Jul 222011
 

(Yesterday’s SYNN REPORT brought us almost up to date on the discography of Sweden’s Insision. Today, Andy Synn finishes the job with his review of the band’s new EP — End of All.)

It’s always a great thing to be able to draw comparisons between the physical art that adorns a band’s release and the music contained therein. The cover for the EP melds elements of gruesome, physical morbidity and disturbing, spiritual horror, sick and decaying human figures haunted by tormented, ghostly faces displaying unimaginable terror and suffering  – condemned to the void and an eternity of pain that goes beyond the physical realm.

Echoes of this duality permeate the EP, mixing as it does elements of the band’s early, gore-soaked malevolence with their more recent forays into transcendent, inhuman malice.

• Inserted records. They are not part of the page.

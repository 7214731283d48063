//! In-memory spot collection with optimistic inserts.
//!
//! The store is loaded once from the repository and afterwards only grows.
//! New spots are prepended as `Pending` before the database has seen them;
//! the insert result later turns them into `Confirmed`, or into `Unsaved` /
//! nothing depending on the [`InsertFailurePolicy`].

use std::sync::Arc;

use chrono::Utc;
use serde::Serialize;
use tracing::{debug, info, warn};

use spotsaver_common::{Coordinates, DraftError, InsertFailurePolicy, Spot, SpotDraft, SpotId};

use crate::error::Result;
use crate::notifications::{NotificationKind, Notifications};
use crate::pipeline::{self, SpotQuery, SpotStats};
use crate::repository::{PersistedSpot, SpotRepository};

/// A spot together with where it stands relative to the database.
#[derive(Debug, Clone, PartialEq, Serialize)]
#[serde(tag = "status", rename_all = "snake_case")]
pub enum SpotEntry {
    /// Added locally, insert not yet acknowledged.
    Pending {
        #[serde(flatten)]
        spot: Spot,
    },
    /// Backed by a database row.
    Confirmed {
        #[serde(flatten)]
        spot: Spot,
        #[serde(rename = "remoteId")]
        remote_id: i64,
    },
    /// The insert failed and the local copy was kept.
    Unsaved {
        #[serde(flatten)]
        spot: Spot,
        reason: String,
    },
}

impl SpotEntry {
    pub fn spot(&self) -> &Spot {
        match self {
            SpotEntry::Pending { spot }
            | SpotEntry::Confirmed { spot, .. }
            | SpotEntry::Unsaved { spot, .. } => spot,
        }
    }

    pub fn id(&self) -> &SpotId {
        &self.spot().id
    }

    pub fn remote_id(&self) -> Option<i64> {
        match self {
            SpotEntry::Confirmed { remote_id, .. } => Some(*remote_id),
            _ => None,
        }
    }

    pub fn is_pending(&self) -> bool {
        matches!(self, SpotEntry::Pending { .. })
    }

    pub fn is_confirmed(&self) -> bool {
        matches!(self, SpotEntry::Confirmed { .. })
    }
}

/// Handle for an optimistic insert whose database write is still outstanding.
#[derive(Debug, Clone)]
pub struct PendingInsert {
    id: SpotId,
    draft: SpotDraft,
}

impl PendingInsert {
    pub fn id(&self) -> &SpotId {
        &self.id
    }

    pub fn draft(&self) -> &SpotDraft {
        &self.draft
    }

    /// Write the draft to the database. Does not touch the store, so callers
    /// sharing the store behind a lock can run this without holding it.
    pub async fn persist(&self, repository: &dyn SpotRepository) -> Result<PersistedSpot> {
        repository.insert(&self.draft).await
    }
}

pub struct SpotStore {
    repository: Arc<dyn SpotRepository>,
    policy: InsertFailurePolicy,
    entries: Vec<SpotEntry>,
    notifications: Notifications,
}

impl SpotStore {
    pub fn new(repository: Arc<dyn SpotRepository>, policy: InsertFailurePolicy) -> Self {
        Self {
            repository,
            policy,
            entries: Vec::new(),
            notifications: Notifications::new(),
        }
    }

    pub fn repository(&self) -> Arc<dyn SpotRepository> {
        self.repository.clone()
    }

    pub fn policy(&self) -> InsertFailurePolicy {
        self.policy
    }

    /// Replace the collection with everything in the database. A failed fetch
    /// leaves the store empty and queues a notification; it is never fatal.
    pub async fn load(&mut self) -> usize {
        match self.repository.fetch_all().await {
            Ok(rows) => {
                self.entries = rows
                    .into_iter()
                    .map(|row| SpotEntry::Confirmed {
                        spot: row.spot,
                        remote_id: row.remote_id,
                    })
                    .collect();
                info!(count = self.entries.len(), "Loaded spots");
                self.entries.len()
            }
            Err(e) => {
                warn!(error = %e, "Failed to load spots, starting empty");
                self.entries.clear();
                self.notifications
                    .push(NotificationKind::LoadFailed, "Error fetching spots", e.to_string());
                0
            }
        }
    }

    /// Validate the draft and prepend it as a pending spot. Invalid drafts
    /// leave the store untouched.
    pub fn add(&mut self, draft: SpotDraft) -> std::result::Result<PendingInsert, DraftError> {
        draft.validate()?;
        let draft = normalize(draft);

        let id = SpotId::local();
        let spot = Spot::from_draft(id.clone(), draft.clone(), Utc::now());
        self.entries.insert(0, SpotEntry::Pending { spot });

        info!(id = %id, name = %draft.name, "Added spot");
        Ok(PendingInsert { id, draft })
    }

    /// Add a placeholder spot for a pin dropped on the map.
    pub fn drop_pin(
        &mut self,
        coordinates: Coordinates,
    ) -> std::result::Result<PendingInsert, DraftError> {
        self.add(SpotDraft::pin(coordinates))
    }

    /// Apply the outcome of a pending insert. A confirmed spot takes the
    /// database's creation time. Returns the entry as it now stands, or
    /// `None` if it was rolled back or no longer exists.
    pub fn resolve(
        &mut self,
        pending: PendingInsert,
        result: Result<PersistedSpot>,
    ) -> Option<&SpotEntry> {
        let Some(pos) = self.position(&pending.id) else {
            debug!(id = %pending.id, "Insert result for unknown spot discarded");
            return None;
        };

        match result {
            Ok(persisted) => {
                let mut spot = self.entries[pos].spot().clone();
                spot.created_at = persisted.created_at;
                info!(id = %pending.id, remote_id = persisted.remote_id, "Spot saved");
                self.entries[pos] = SpotEntry::Confirmed {
                    spot,
                    remote_id: persisted.remote_id,
                };
                Some(&self.entries[pos])
            }
            Err(e) => {
                let reason = e.to_string();
                warn!(id = %pending.id, error = %reason, policy = %self.policy, "Failed to save spot");
                self.notifications.push(
                    NotificationKind::InsertFailed,
                    "Error saving spot",
                    format!("{}: {}", pending.draft.name, reason),
                );

                match self.policy {
                    InsertFailurePolicy::Keep => {
                        let spot = self.entries[pos].spot().clone();
                        self.entries[pos] = SpotEntry::Unsaved { spot, reason };
                        Some(&self.entries[pos])
                    }
                    InsertFailurePolicy::Rollback => {
                        self.entries.remove(pos);
                        None
                    }
                }
            }
        }
    }

    /// `add`, `persist` and `resolve` in one go, for callers that own the store.
    pub async fn add_and_persist(
        &mut self,
        draft: SpotDraft,
    ) -> std::result::Result<Option<SpotEntry>, DraftError> {
        let pending = self.add(draft)?;
        let result = pending.persist(self.repository.as_ref()).await;
        Ok(self.resolve(pending, result).cloned())
    }

    pub fn entries(&self) -> &[SpotEntry] {
        &self.entries
    }

    pub fn spots(&self) -> impl Iterator<Item = &Spot> {
        self.entries.iter().map(SpotEntry::spot)
    }

    pub fn get(&self, id: &SpotId) -> Option<&SpotEntry> {
        self.entries.iter().find(|e| e.id() == id)
    }

    pub fn len(&self) -> usize {
        self.entries.len()
    }

    pub fn is_empty(&self) -> bool {
        self.entries.is_empty()
    }

    pub fn filtered(&self, query: &SpotQuery) -> Vec<&Spot> {
        pipeline::filter_spots(self.spots(), query)
    }

    pub fn available_tags(&self) -> Vec<String> {
        pipeline::available_tags(self.spots())
    }

    pub fn stats(&self) -> SpotStats {
        pipeline::stats(self.spots())
    }

    pub fn notifications(&self) -> &Notifications {
        &self.notifications
    }

    pub fn notifications_mut(&mut self) -> &mut Notifications {
        &mut self.notifications
    }

    fn position(&self, id: &SpotId) -> Option<usize> {
        self.entries.iter().position(|e| e.id() == id)
    }
}

fn normalize(draft: SpotDraft) -> SpotDraft {
    SpotDraft {
        name: draft.name.trim().to_string(),
        location: draft.location.trim().to_string(),
        notes: draft
            .notes
            .map(|n| n.trim().to_string())
            .filter(|n| !n.is_empty()),
        ..draft
    }
}
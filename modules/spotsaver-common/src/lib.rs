pub mod config;
pub mod error;
pub mod types;

pub use config::{Config, InsertFailurePolicy};
pub use error::{DraftError, SpotSaverError};
pub use types::*;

Cold and dehumanised in its fury, this is the sound of a band teetering on the edge of madness, unable to convey the extent of the horrors they have seen or the agonies that they have suffered.

The skulking, horror movie ambience of the intro builds an eerie death-march which serves as the calm before the chaos storm of “Expire” is unleashed. Seething with misanthropic passion and deadly intent, its fractured, ragged guitars scrape and weave through a series of crooked twists and turns, while mind-bending leads and helter-skelter drums spin their tale of inevitable collapse. (more after the jump . . .)

Progressively shifting from a down-tempo, martial rhythm into a tense, accelerating pattern of anarchic guitars, the song segues seamlessly into “Curvature”, an abominable arrangement of sand-blasting riffage and suffocating bass-lines combined into a lethal package of streamlined aggression. Crashing keyboard effects and harsh, strangled vocals help to starkly and unflinchingly portray the reverent terror of staring blindly into the void.

Continuing this journey, the EP moves effortlessly into the mechanistic, inhuman depravity of “Descend”, ripping and tearing with calculated ferocity. Utterly unforgiving and terrifically violent, the song is an orgy of stabbing, dissonant notes and writhing discordance dredged up from the blackest pits to be inflicted upon the weak and innocent in an expulsive gout of bone-jarring drums and sickeningly guttural vocals.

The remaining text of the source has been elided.